● **Task details**: Your task is to copy each line of the listing that contains the word "struct".

● **Data shown**:
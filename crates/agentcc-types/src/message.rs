//! Message types for conversations.

use serde::{Deserialize, Serialize};

/// Role of the author of a turn.
#[derive(Debug, Clone, Copy, PartialEq, Eq, Serialize, Deserialize)]
#[serde(rename_all = "lowercase")]
pub enum Role {
    User,
    Assistant,
}

impl Role {
    /// Label used when a transcript is rendered as plain text.
    pub fn label(&self) -> &'static str {
        match self {
            Role::User => "User",
            Role::Assistant => "Assistant",
        }
    }
}

/// A single conversational entry.
#[derive(Debug, Clone, PartialEq, Eq, Serialize, Deserialize)]
pub struct Turn {
    pub role: Role,
    pub content: String,
}

impl Turn {
    /// Create a user turn.
    pub fn user(content: impl Into<String>) -> Self {
        Self {
            role: Role::User,
            content: content.into(),
        }
    }

    /// Create an assistant turn.
    pub fn assistant(content: impl Into<String>) -> Self {
        Self {
            role: Role::Assistant,
            content: content.into(),
        }
    }
}

/// An append-only, ordered conversation.
///
/// Serializes as a bare JSON array of turns so the persisted file and the
/// request body share one shape.
#[derive(Debug, Clone, Default, PartialEq, Eq, Serialize, Deserialize)]
#[serde(transparent)]
pub struct Conversation {
    turns: Vec<Turn>,
}

impl Conversation {
    /// Create an empty conversation.
    pub fn new() -> Self {
        Self::default()
    }

    /// Append a turn.
    pub fn push(&mut self, turn: Turn) {
        self.turns.push(turn);
    }

    /// Append a user turn.
    pub fn push_user(&mut self, content: impl Into<String>) {
        self.push(Turn::user(content));
    }

    /// Append an assistant turn.
    pub fn push_assistant(&mut self, content: impl Into<String>) {
        self.push(Turn::assistant(content));
    }

    /// All turns in insertion order.
    pub fn turns(&self) -> &[Turn] {
        &self.turns
    }

    pub fn len(&self) -> usize {
        self.turns.len()
    }

    pub fn is_empty(&self) -> bool {
        self.turns.is_empty()
    }

    /// The most recent turn, if any.
    pub fn last(&self) -> Option<&Turn> {
        self.turns.last()
    }
}

impl From<Vec<Turn>> for Conversation {
    fn from(turns: Vec<Turn>) -> Self {
        Self { turns }
    }
}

● **Exercise result**:
pub struct Turn {
pub struct Conversation {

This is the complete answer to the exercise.